Successive steps for obtaining fluorescent immunostained microscopic images of the GLUT1 signal in a cross section of a capillary in a mouse cerebral cortex. (a) Snapshots captured with a 40× objective lens were tiled to cover the entire hemisphere. Scale bar = 1 mm. (b) A region of interest (ROI; white square) was set in the integrated light image (14 901 × 16 778 pixels, 0.4 µm/pixel). Scale bar = 1 mm. (c) CLSM images of the ROI with 21 XY planes at 1-µm intervals were simultaneously captured. (d) One CLSM image including a cross section of a BCEC was chosen, and this BCEC cross-section was set as a new square ROI (0.262 µm/pixel, 4622 × 4622 pixels). Scale bar = 200 µm. (e) After laser marking, CLSM images of the new ROI with 44 XY planes at 1-µm intervals were obtained. (f) A single optical section including the target BCEC cross section and laser marking is shown. Scale bar = 50 µm. (g) A representative CLSM image of a BCEC cross section is shown. Scale bar = 10 µm. The green fluorescence represents anti-GLUT1 antibody/Alexa Fluor 488 FluoroNanogold-Fab’ anti-Rabbit IgG, whereas the blue represents 4ʹ,6-diamidino-2-phenylindole (DAPI; a marker of nuclear DNA).

Ultrastructural mapping of GLUT1

To facilitate the recognition of 3D-reconstructed GLUT1-positive BCECs for use as targets in immunoEM, a 250-µm square area containing multiple BCEC cross sections was defined in the cortex, and landmarks were punched out around the target BCECs with the use of a laser microdissection instrument (LMD7000, Leica, Inc., Wetzlar, Germany). These landmarks were used to guide subsequent trimming of the section. Then a Z-stack scan of the target BCECs was re-performed by CLSM with a 40× objective lens; images (1024 pixels × 1024 pixels at 0.262 µm/pixel; total data set size, 176.5 MB) were produced at 1-µm intervals over a total depth of 44 µm (Fig. 3e). The reason for re-imaging with CLSM was that the position of the target cell shifts by several tens of micrometers when its XY coordinates are identified by the fluorescence microscope attached to the laser microdissection instrument. This shift is due to the difference in resolution between fluorescence microscopy and CLSM. A representative region surrounded by the landmarks is shown in Fig. 3f.

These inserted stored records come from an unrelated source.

#[derive(Clone, Debug, Default, PartialEq, Serialize, Deserialize)]
pub struct Pronunciation {
    pub guid: Guid,
    pub owner: Option<RecordId>,
    pub form: MultiText,
    pub media: Vec<Media>,
    pub residue: Option<String>,
}

#[derive(Clone, Debug, Default, PartialEq, Eq, Serialize, Deserialize)]
pub struct Media {
    pub file: String,
    pub label: MultiText,
}

#[derive(Clone, Debug, Default, PartialEq, Serialize, Deserialize)]
pub struct Etymology {
    pub guid: Guid,
    pub owner: Option<RecordId>,
    pub kind: String,
    pub source: String,
    pub form: MultiText,
    pub gloss: MultiText,
    pub residue: Option<String>,
}

#[derive(Clone, Copy, Debug, Default, PartialEq, Eq, Hash, Serialize, Deserialize)]
#[serde(rename_all = "kebab-case")]
pub enum EntryRefKind {
    #[default]
    Variant,
    ComplexForm,
}

/// Variant or complex-form link from an entry to its component entries.
#[derive(Clone, Debug, Default, PartialEq, Serialize, Deserialize)]
pub struct EntryRef {
    pub guid: Guid,
    pub owner: Option<RecordId>,
    pub kind: EntryRefKind,
    pub components: Vec<RecordId>,
    pub primary: Vec<RecordId>,
    /// Variant types or complex-form types.
    pub types: Vec<RecordId>,
    pub summary: MultiText,
    pub hide_minor_entry: bool,
    pub residue: Option<String>,
}

// ---------------------------------------------------------------------------
// Morphosyntactic analysis
// ---------------------------------------------------------------------------

#[derive(Clone, Copy, Debug, Default, PartialEq, Eq, Hash, Serialize, Deserialize)]
#[serde(rename_all = "kebab-case")]
pub enum AffixKind {
    Inflectional,
    Derivational,
    #[default]
    Unclassified,
}

/// The closed family of analyses an entry can carry.
#[derive(Clone, Debug, PartialEq, Eq, Serialize, Deserialize)]
#[serde(tag = "type", rename_all = "kebab-case")]
pub enum Analysis {
    Stem {
        pos: Option<RecordId>,
        /// `(feature definition, value)` pairs.
        features: Vec<(RecordId, String)>,
    },
    Affix {
        kind: AffixKind,
        from_pos: Option<RecordId>,
        to_pos: Option<RecordId>,
    },
}

impl Default for Analysis {
    fn default() -> Self {
        Analysis::Stem {
            pos: None,
            features: Vec::new(),
        }
    }
}

impl Analysis {
    /// The part of speech the analysis assigns, if any.
    pub fn part_of_speech(&self) -> Option<RecordId> {
        match self {
            Analysis::Stem { pos, .. } => *pos,
            Analysis::Affix { to_pos, from_pos, .. } => to_pos.or(*from_pos),
        }
    }
}

#[derive(Clone, Debug, Default, PartialEq, Serialize, Deserialize)]
pub struct Msa {
    pub guid: Guid,
    pub owner: Option<RecordId>,
    pub analysis: Analysis,
}

// ---------------------------------------------------------------------------
// Reversals and vocabularies
// ---------------------------------------------------------------------------

#[derive(Clone, Debug, Default, PartialEq, Serialize, Deserialize)]
pub struct ReversalIndex {
    pub guid: Guid,
    pub writing_system: String,
    pub entries: Vec<RecordId>,
}

#[derive(Clone, Debug, Default, PartialEq, Serialize, Deserialize)]
pub struct ReversalEntry {
    pub guid: Guid,
    pub index: Option<RecordId>,
    pub parent: Option<RecordId>,
    pub form: MultiText,
    pub pos: Option<RecordId>,
    pub residue: Option<String>,
}

/// One item of a controlled vocabulary.
#[derive(Clone, Debug, Default, PartialEq, Serialize, Deserialize)]
pub struct VocabularyItem {
    pub guid: Guid,
    /// Name of the vocabulary (`grammatical-info`, `morph-type`, ...).
    pub vocabulary: String,
    pub name: MultiText,
    pub abbreviation: MultiText,
    pub description: MultiText,
    pub parent: Option<RecordId>,
    pub residue: Option<String>,
}

/// A feature usable in inflection feature structures.
#[derive(Clone, Debug, Default, PartialEq, Serialize, Deserialize)]
pub struct FeatureDefn {
    pub guid: Guid,
    pub name: MultiText,
    pub abbreviation: MultiText,
    pub values: Vec<String>,
}

// ---------------------------------------------------------------------------
// Lexical relations
// ---------------------------------------------------------------------------

/// Shape contract of a lexical relation type.
#[derive(Clone, Copy, Debug, Default, PartialEq, Eq, Hash, Serialize, Deserialize)]
#[serde(rename_all = "kebab-case")]
pub enum MappingKind {
    /// Two members, order irrelevant.
    Pair,
    /// Two members, first is the forward side.
    AsymmetricPair,
    /// Any number of members, order irrelevant.
    #[default]
    Collection,
    /// Any number of members, order significant.
    Sequence,
    /// First member is the head, the rest are its children.
    Tree,
}

impl MappingKind {
    pub fn parse(s: &str) -> Option<Self> {
        match s.trim().to_ascii_lowercase().replace('_', "-").as_str() {
            "pair" => Some(MappingKind::Pair),
            "asymmetric-pair" | "asymmetric" => Some(MappingKind::AsymmetricPair),
            "collection" => Some(MappingKind::Collection),
            "sequence" => Some(MappingKind::Sequence),
            "tree" => Some(MappingKind::Tree),
            _ => None,
        }
    }

    /// Fewest members a reference of this kind may have.
    pub fn min_members(&self) -> usize {
        2
    }

    pub fn as_str(&self) -> &'static str {
        match self {
            MappingKind::Pair => "pair",
            MappingKind::AsymmetricPair => "asymmetric-pair",
            MappingKind::Collection => "collection",
            MappingKind::Sequence => "sequence",
            MappingKind::Tree => "tree",
        }
    }
}

#[derive(Clone, Debug, Default, PartialEq, Serialize, Deserialize)]
pub struct RefType {
    pub guid: Guid,
    pub name: MultiText,
    pub reverse_name: MultiText,
    pub abbreviation: MultiText,
    pub kind: MappingKind,
    pub references: Vec<RecordId>,
    pub residue: Option<String>,
}

/// One instance of a lexical relation.
#[derive(Clone, Debug, Default, PartialEq, Serialize, Deserialize)]
pub struct LexReference {
    pub guid: Guid,
    pub owner: Option<RecordId>,
    pub targets: Vec<RecordId>,
    pub comment: MultiText,
    pub residue: Option<String>,
}

// ---------------------------------------------------------------------------
// Record
// ---------------------------------------------------------------------------

/// Any repository record.
#[derive(Clone, Debug, PartialEq, Serialize, Deserialize)]
#[serde(tag = "record", rename_all = "kebab-case")]
pub enum Record {
    Entry(LexEntry),
    Sense(LexSense),
    Example(Example),
    Pronunciation(Pronunciation),
    Etymology(Etymology),
    EntryRef(EntryRef),
    Msa(Msa),
    ReversalIndex(ReversalIndex),
    ReversalEntry(ReversalEntry),
    Vocabulary(VocabularyItem),
    FeatureDefn(FeatureDefn),
    RefType(RefType),
    Reference(LexReference),
}
use std::collections::{BTreeMap, HashMap};

use serde::{Deserialize, Serialize};

use lxm_types::{Guid, RecordId};

use crate::error::{StoreError, StoreResult};
use crate::record::{Record, RecordKind};
use crate::schema::{CustomFieldDef, CustomValue, FieldId};
use crate::traits::Repository;
use crate::writing_system::WritingSystemRegistry;

/// In-memory, `BTreeMap`-based repository.
///
/// Intended for tests, embedding, and the command-line tool, which persists it
/// as a JSON snapshot. The guid index is rebuilt on load.
#[derive(Default, Serialize, Deserialize)]
pub struct InMemoryRepository {
    records: BTreeMap<RecordId, Record>,
    #[serde(skip)]
    guids: HashMap<Guid, RecordId>,
    next_id: u64,
    writing_systems: WritingSystemRegistry,
    custom_fields: Vec<CustomFieldDef>,
    custom_values: BTreeMap<RecordId, BTreeMap<FieldId, CustomValue>>,
}

impl InMemoryRepository {
    /// Create a new empty repository.
    pub fn new() -> Self {
        Self::default()
    }

    /// Total number of records.
    pub fn len(&self) -> usize {
        self.records.len()
    }

    pub fn is_empty(&self) -> bool {
        self.records.is_empty()
    }

    /// Serialize a snapshot.
    pub fn to_json(&self) -> StoreResult<String> {
        serde_json::to_string_pretty(self).map_err(|e| StoreError::Serialization(e.to_string()))
    }

    /// Load a snapshot and rebuild the guid index.
    pub fn from_json(json: &str) -> StoreResult<Self> {
        let mut repo: Self =
            serde_json::from_str(json).map_err(|e| StoreError::Serialization(e.to_string()))?;
        repo.reindex()?;
        Ok(repo)
    }

    fn reindex(&mut self) -> StoreResult<()> {
        self.guids.clear();
        for (id, record) in &self.records {
            if self.guids.insert(record.guid(), *id).is_some() {
                return Err(StoreError::DuplicateGuid(record.guid()));
            }
            self.next_id = self.next_id.max(id.0 + 1);
        }
        Ok(())
    }

    fn collect_cascade(&self, root: RecordId) -> Vec<RecordId> {
        let mut doomed = Vec::new();
        let mut stack = vec![root];
        while let Some(id) = stack.pop() {
            if let Some(record) = self.records.get(&id) {
                doomed.push(id);
                stack.extend(record.owned_children());
            }
        }
        doomed
    }
}

impl Repository for InMemoryRepository {
    fn get(&self, id: RecordId) -> Option<&Record> {
        self.records.get(&id)
    }

    fn get_mut(&mut self, id: RecordId) -> Option<&mut Record> {
        self.records.get_mut(&id)
    }

    fn find_by_guid(&self, guid: &Guid) -> Option<RecordId> {
        self.guids.get(guid).copied()
    }

    fn create(&mut self, record: Record) -> StoreResult<RecordId> {
        let guid = record.guid();
        if self.guids.contains_key(&guid) {
            return Err(StoreError::DuplicateGuid(guid));
        }
        self.next_id = self.next_id.max(1);
        let id = RecordId(self.next_id);
        self.next_id += 1;
        self.guids.insert(guid, id);
        self.records.insert(id, record);
        Ok(id)
    }

    fn delete(&mut self, id: RecordId) -> StoreResult<bool> {
        if !self.records.contains_key(&id) {
            return Ok(false);
        }
        let doomed = self.collect_cascade(id);
        for gone in &doomed {
            if let Some(record) = self.records.remove(gone) {
                self.guids.remove(&record.guid());
            }
            self.custom_values.remove(gone);
        }
        for record in self.records.values_mut() {
            for gone in &doomed {
                record.forget(*gone);
            }
        }
        for values in self.custom_values.values_mut() {
            values.retain(|_, value| match value {
                CustomValue::Reference(target) => !doomed.contains(target),
                CustomValue::References(targets) => {
                    targets.retain(|t| !doomed.contains(t));
                    true
                }
                _ => true,
            });
        }
        tracing::debug!(record = %id, cascaded = doomed.len(), "deleted record");
        Ok(true)
    }

    fn ids_of_kind(&self, kind: RecordKind) -> Vec<RecordId> {
        self.records
            .iter()
            .filter(|(_, r)| r.kind() == kind)
            .map(|(id, _)| *id)
            .collect()
    }

    fn writing_systems(&self) -> &WritingSystemRegistry {
        &self.writing_systems
    }

    fn writing_systems_mut(&mut self) -> &mut WritingSystemRegistry {
        &mut self.writing_systems
    }

    fn custom_fields(&self) -> &[CustomFieldDef] {
        &self.custom_fields
    }

    fn add_custom_field(&mut self, mut def: CustomFieldDef) -> FieldId {
        let id = FieldId(self.custom_fields.len() as u32 + 1);
        def.id = id;
        self.custom_fields.push(def);
        id
    }

    fn custom_value(&self, record: RecordId, field: FieldId) -> Option<&CustomValue> {
        self.custom_values.get(&record)?.get(&field)
    }

    fn set_custom_value(
        &mut self,
        record: RecordId,
        field: FieldId,
        value: Option<CustomValue>,
    ) -> StoreResult<()> {
        if !self.records.contains_key(&record) {
            return Err(StoreError::NotFound(record));
        }
        if !self.custom_fields.iter().any(|f| f.id == field) {
            return Err(StoreError::FieldNotFound(field.0));
        }
        match value {
            Some(value) => {
                self.custom_values.entry(record).or_default().insert(field, value);
            }
            None => {
                if let Some(values) = self.custom_values.get_mut(&record) {
                    values.remove(&field);
                }
            }
        }
        Ok(())
    }
}

impl std::fmt::Debug for InMemoryRepository {
    fn fmt(&self, f: &mut std::fmt::Formatter<'_>) -> std::fmt::Result {
        f.debug_struct("InMemoryRepository")
            .field("record_count", &self.records.len())
            .field("custom_fields", &self.custom_fields.len())
            .finish()
    }
}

Next, cross-sectional images of the target BCECs (1024 × 1024 pixels at 0.1 µm/pixel) were captured with a 100× oil immersion objective lens (Plan Apo VC, Nikon Corp., Tokyo, Japan) at 1-µm intervals across an average total depth of 6 µm (Fig. 3g). Cross sections of individual BCECs that contained a nucleus and were thus suitable for EM observation were captured by CLSM (Fig. 3g).

To obtain the target BCECs on EM, the section was detached from the glass slide and fixed in 2% glutaraldehyde for 10 min. After being washed with 0.1 M PB, the section was incubated in gold enhancement solution (Nanoprobes Inc., NY, USA, Cat# 2114) for 5 min to increase the visibility of nanogold labeling for immunoEM. The section was rewashed with 0.1 M PB and fixed in 1% osmium tetroxide for 30 min. It was then dehydrated in a series of graded ethanol solutions, equilibrated with propylene oxide 3 times for 15 min, and incubated with resin-containing solution, propylene oxide:epoxy resin (1:1), for 1 h. The section was incubated with 100% pure resin for 2 h at room temperature. To produce an epon-embedded specimen with flat surfaces, the section was gently pressed between Aclar films (Nissin EM, Tokyo, Japan, Cat# 4513) and hardened with heat (60°C) in an oven for 48 h. Under a stereomicroscope, the section was first trimmed to 2 mm in diameter under the guidance of the landmarks in the GLUT1-positive BCEC 3D map constructed by confocal microscopy, and the Aclar film on one side was detached from the hardened epon-embedded section. The section was then stuck to columnar epon that had been prepared in advance and trimmed again with the guidance of the landmarks. Serial ultrathin sections (80 nm thick) were obtained by using an ultramicrotome (EM UC7, Leica, Inc., Wetzlar, Germany) and manually collected on copper grids. The grids were stained with uranyl acetate and lead citrate and then observed with a JEM-1400 flash transmission electron microscope (JEOL, Tokyo, Japan). Besides GLUT1 signals, about 100 coated vesicles and 20 uncoated ones were also observed in BCECs by immunoEM.

Results

Immunological characterization of anti-GLUT1 antibody

First, the specificity of anti-GLUT1 antibody was assessed by western blot analysis by using normal mouse brain lysate. The polyclonal anti-GLUT1 antibody identified a main band between 35 and 63 kDa that approximately corresponded to the molecular weight of GLUT1 (Fig. 1). The broad band seen in the blots results from heterogeneous glycosylation of GLUT1 [14]. The band was not detected when the anti-GLUT1 antibody had been pre-incubated with the GLUT1 peptide. Next, in the immunohistochemical study of normal mouse brain tissue, many capillary walls were clearly identified in the cortex by the anti-GLUT1 antibody (Fig. 2a); this was as expected from the abundance of GLUT1 in BCECs [14]. When the anti-GLUT1 antibody was pre-incubated with the GLUT1 peptide, the intensity of the capillary wall immunostaining was greatly decreased (Fig. 2b).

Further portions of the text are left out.